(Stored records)
▶

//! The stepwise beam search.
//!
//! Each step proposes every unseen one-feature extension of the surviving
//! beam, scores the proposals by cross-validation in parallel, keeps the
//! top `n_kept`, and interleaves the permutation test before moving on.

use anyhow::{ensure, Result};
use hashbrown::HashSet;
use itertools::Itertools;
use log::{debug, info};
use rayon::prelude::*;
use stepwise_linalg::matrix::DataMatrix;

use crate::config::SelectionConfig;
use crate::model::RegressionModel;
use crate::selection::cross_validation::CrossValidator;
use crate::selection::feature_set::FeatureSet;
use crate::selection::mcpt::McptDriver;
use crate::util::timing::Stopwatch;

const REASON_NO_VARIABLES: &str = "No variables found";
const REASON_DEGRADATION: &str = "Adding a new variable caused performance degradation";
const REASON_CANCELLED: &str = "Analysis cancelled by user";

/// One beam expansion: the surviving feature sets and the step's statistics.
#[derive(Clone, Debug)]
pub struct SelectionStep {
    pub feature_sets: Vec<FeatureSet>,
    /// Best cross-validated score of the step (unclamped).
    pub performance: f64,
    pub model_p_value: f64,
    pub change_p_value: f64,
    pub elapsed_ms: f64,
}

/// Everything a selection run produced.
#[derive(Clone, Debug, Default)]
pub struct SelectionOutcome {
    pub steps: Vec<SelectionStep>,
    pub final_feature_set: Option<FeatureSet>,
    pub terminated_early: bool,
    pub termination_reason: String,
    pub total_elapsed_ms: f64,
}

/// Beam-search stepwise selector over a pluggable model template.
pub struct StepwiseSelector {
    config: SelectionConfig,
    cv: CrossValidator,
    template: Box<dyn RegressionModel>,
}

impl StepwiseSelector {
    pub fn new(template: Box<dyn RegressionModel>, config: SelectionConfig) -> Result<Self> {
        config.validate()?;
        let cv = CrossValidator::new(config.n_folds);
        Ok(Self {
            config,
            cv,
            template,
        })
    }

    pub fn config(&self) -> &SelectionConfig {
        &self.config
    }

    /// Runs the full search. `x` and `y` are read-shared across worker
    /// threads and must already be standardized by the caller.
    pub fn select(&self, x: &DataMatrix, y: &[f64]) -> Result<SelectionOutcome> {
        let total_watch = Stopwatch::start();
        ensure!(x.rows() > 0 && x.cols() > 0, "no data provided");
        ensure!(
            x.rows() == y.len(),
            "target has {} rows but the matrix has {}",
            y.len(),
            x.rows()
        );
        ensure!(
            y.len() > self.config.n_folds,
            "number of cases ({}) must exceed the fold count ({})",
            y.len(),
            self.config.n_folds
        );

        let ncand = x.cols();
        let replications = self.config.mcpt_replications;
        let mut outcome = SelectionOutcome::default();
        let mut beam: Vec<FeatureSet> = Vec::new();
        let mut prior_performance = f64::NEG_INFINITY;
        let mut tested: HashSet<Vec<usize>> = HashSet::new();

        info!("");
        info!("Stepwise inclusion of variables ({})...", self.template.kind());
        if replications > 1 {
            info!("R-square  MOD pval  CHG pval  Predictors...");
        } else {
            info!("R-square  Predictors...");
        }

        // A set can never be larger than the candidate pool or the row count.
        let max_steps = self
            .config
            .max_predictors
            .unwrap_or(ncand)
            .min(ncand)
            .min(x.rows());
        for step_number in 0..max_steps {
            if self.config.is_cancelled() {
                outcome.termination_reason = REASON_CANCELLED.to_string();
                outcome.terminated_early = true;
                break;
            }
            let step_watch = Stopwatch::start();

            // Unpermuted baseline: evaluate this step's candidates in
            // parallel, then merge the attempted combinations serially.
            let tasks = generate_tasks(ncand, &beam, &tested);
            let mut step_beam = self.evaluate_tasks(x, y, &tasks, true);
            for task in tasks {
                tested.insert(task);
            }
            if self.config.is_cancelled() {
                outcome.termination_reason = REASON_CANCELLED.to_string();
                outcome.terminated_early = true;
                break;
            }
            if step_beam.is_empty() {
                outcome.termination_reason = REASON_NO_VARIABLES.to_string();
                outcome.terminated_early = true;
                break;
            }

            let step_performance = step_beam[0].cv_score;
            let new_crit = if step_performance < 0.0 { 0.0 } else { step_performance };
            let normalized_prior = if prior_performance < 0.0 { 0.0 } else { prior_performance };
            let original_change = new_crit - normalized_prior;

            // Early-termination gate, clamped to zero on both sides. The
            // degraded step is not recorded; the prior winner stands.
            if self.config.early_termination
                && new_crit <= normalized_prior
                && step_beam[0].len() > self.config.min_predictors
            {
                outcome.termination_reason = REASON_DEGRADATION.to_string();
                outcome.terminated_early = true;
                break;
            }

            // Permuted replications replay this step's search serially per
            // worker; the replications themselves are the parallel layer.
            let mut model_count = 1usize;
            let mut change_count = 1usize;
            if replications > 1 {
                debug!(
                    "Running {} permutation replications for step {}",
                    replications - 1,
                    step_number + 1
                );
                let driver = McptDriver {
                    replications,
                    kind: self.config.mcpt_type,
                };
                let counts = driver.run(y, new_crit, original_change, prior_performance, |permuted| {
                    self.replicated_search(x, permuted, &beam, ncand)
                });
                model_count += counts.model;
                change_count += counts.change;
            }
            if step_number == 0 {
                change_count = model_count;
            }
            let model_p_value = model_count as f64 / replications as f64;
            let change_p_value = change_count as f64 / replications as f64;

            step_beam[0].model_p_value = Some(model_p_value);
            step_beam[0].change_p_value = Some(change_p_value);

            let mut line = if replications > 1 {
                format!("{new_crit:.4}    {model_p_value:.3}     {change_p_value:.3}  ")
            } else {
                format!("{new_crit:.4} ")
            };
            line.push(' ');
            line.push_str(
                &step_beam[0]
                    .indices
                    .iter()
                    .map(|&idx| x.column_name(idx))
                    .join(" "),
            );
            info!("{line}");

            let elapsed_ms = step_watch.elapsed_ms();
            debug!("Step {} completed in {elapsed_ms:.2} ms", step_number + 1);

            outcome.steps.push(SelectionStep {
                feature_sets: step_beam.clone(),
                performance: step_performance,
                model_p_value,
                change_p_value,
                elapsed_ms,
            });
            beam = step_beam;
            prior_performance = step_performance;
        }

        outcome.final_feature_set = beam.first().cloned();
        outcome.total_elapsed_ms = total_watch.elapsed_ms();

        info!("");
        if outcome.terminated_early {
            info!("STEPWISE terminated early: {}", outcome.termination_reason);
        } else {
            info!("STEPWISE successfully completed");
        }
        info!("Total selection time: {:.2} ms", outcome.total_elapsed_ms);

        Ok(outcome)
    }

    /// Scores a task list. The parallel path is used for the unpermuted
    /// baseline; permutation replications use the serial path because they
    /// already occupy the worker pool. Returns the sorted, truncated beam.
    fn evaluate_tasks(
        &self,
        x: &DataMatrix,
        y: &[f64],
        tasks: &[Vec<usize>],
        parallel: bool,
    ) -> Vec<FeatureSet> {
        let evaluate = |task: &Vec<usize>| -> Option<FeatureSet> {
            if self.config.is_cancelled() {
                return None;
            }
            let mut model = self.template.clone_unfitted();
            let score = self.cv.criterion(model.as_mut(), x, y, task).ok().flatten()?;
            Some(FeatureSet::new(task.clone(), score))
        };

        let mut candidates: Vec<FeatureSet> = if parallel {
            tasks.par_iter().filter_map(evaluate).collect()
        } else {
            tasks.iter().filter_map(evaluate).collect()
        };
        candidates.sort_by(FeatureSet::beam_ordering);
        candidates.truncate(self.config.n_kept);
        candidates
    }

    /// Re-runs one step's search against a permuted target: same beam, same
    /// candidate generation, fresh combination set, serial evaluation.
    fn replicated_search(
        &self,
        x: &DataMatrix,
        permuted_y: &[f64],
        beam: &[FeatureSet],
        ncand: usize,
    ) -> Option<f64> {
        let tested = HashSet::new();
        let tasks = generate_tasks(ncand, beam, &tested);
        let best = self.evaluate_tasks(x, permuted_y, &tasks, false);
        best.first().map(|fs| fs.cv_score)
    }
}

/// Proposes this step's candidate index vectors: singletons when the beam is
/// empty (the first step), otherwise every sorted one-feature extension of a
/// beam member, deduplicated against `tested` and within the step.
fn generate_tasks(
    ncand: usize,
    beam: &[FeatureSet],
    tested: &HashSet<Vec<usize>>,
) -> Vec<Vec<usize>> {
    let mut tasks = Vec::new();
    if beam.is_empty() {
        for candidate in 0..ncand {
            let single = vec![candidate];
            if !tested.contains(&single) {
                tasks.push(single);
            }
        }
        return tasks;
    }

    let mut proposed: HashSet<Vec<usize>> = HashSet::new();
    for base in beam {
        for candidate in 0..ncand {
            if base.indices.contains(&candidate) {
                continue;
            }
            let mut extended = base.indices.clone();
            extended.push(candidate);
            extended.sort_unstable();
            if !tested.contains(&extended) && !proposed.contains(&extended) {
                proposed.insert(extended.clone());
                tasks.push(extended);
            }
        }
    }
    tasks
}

◀

Every line above that includes the string "derive" should be counted, and the answer should be that number only.

Exercise answer
2